[Items from a data source]
######

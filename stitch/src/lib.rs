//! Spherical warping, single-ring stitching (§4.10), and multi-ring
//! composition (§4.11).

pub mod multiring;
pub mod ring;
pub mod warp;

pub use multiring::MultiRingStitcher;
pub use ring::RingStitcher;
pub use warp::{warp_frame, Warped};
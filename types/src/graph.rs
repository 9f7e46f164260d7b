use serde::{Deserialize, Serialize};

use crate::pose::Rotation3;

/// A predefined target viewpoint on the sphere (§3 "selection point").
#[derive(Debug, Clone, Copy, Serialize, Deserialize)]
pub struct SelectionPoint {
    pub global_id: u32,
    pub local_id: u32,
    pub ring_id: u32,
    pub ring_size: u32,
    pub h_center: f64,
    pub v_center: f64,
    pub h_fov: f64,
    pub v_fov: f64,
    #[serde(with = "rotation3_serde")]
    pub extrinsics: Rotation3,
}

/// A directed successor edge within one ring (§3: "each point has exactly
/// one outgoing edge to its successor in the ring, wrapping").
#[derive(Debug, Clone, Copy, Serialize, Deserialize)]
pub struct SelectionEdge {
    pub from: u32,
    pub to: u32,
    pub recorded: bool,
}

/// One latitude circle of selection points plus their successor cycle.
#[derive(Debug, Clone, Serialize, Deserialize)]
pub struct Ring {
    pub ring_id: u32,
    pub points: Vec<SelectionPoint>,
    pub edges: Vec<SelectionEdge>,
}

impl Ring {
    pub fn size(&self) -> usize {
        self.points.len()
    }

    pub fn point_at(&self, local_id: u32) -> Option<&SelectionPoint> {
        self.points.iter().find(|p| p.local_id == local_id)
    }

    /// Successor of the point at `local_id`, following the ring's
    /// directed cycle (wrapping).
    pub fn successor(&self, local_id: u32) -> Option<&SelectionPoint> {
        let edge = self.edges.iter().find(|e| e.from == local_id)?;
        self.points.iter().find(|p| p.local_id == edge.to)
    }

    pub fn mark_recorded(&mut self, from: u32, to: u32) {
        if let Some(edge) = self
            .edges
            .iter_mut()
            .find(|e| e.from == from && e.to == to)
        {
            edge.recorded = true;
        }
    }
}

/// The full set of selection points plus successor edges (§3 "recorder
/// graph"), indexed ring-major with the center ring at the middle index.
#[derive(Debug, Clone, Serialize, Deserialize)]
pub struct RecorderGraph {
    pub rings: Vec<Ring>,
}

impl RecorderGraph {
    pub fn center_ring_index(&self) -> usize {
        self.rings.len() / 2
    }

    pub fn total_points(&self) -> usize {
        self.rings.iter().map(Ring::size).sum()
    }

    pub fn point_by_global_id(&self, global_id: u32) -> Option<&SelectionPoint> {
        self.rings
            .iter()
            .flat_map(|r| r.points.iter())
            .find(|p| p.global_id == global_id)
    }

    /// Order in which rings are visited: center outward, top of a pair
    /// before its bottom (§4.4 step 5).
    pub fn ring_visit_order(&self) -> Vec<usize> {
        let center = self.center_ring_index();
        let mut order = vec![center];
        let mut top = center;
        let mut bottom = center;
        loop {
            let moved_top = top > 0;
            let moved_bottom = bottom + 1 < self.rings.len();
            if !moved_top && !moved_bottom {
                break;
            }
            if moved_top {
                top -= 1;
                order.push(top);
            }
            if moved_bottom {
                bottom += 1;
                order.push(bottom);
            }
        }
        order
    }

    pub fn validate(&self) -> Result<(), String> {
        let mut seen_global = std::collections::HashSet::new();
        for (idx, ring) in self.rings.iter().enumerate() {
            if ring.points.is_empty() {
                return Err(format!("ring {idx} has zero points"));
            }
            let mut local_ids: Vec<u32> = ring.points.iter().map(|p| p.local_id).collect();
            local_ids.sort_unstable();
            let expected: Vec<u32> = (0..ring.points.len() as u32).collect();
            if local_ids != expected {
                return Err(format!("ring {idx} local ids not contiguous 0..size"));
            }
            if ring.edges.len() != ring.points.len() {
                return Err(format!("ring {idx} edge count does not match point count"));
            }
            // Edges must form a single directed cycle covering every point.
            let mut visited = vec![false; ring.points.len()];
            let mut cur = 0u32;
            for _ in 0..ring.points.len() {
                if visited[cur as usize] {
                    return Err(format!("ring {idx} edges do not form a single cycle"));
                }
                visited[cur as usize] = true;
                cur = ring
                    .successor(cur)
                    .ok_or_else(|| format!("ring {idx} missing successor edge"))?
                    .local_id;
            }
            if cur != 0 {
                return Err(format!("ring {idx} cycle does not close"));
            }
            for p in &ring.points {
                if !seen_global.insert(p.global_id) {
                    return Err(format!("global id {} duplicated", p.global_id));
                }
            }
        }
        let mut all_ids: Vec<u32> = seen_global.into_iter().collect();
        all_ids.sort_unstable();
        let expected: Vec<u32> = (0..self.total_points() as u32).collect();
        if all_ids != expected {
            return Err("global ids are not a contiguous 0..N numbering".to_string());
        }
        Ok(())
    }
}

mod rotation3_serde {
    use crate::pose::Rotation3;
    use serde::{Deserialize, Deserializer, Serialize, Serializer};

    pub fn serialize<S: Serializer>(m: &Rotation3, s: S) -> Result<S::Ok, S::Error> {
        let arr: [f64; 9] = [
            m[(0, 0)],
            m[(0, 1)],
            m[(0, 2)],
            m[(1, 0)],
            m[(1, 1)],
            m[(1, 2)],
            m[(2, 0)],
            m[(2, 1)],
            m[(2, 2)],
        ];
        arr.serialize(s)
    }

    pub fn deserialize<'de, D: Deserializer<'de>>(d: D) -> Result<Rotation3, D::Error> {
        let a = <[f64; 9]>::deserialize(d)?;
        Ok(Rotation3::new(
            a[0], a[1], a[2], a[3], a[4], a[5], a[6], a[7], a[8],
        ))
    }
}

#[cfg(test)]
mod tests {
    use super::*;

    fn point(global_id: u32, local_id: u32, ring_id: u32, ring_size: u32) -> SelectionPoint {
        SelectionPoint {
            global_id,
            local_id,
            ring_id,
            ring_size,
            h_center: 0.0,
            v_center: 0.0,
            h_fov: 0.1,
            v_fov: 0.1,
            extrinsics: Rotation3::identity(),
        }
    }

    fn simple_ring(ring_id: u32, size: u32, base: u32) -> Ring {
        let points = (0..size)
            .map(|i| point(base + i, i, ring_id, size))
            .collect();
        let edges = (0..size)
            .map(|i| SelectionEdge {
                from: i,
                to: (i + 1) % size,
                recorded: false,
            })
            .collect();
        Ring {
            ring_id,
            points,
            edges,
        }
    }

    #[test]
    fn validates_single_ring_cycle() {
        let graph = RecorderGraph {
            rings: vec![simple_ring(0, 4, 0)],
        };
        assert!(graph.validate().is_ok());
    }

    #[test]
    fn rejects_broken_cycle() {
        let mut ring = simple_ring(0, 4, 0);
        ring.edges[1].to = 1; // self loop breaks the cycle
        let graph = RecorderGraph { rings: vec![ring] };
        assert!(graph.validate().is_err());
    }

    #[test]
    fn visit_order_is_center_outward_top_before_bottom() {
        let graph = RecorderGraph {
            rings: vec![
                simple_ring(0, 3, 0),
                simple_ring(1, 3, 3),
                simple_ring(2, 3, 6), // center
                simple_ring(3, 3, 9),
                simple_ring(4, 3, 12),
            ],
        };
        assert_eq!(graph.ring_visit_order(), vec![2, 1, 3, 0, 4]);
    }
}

######

Print, without alteration, only the lines above between the one holding "pub use ring::RingStitcher;" and the one holding "one outgoing edge", inclusive.

- **Answer space**:
pub use ring::RingStitcher;
pub use warp::{warp_frame, Warped};
filename types/src/graph.rs
repository 9f7e46f164260d7b
use serde::{Deserialize, Serialize};

use crate::pose::Rotation3;

/// A predefined target viewpoint on the sphere (§3 "selection point").
#[derive(Debug, Clone, Copy, Serialize, Deserialize)]
pub struct SelectionPoint {
    pub global_id: u32,
    pub local_id: u32,
    pub ring_id: u32,
    pub ring_size: u32,
    pub h_center: f64,
    pub v_center: f64,
    pub h_fov: f64,
    pub v_fov: f64,
    #[serde(with = "rotation3_serde")]
    pub extrinsics: Rotation3,
}

/// A directed successor edge within one ring (§3: "each point has exactly
/// one outgoing edge to its successor in the ring, wrapping").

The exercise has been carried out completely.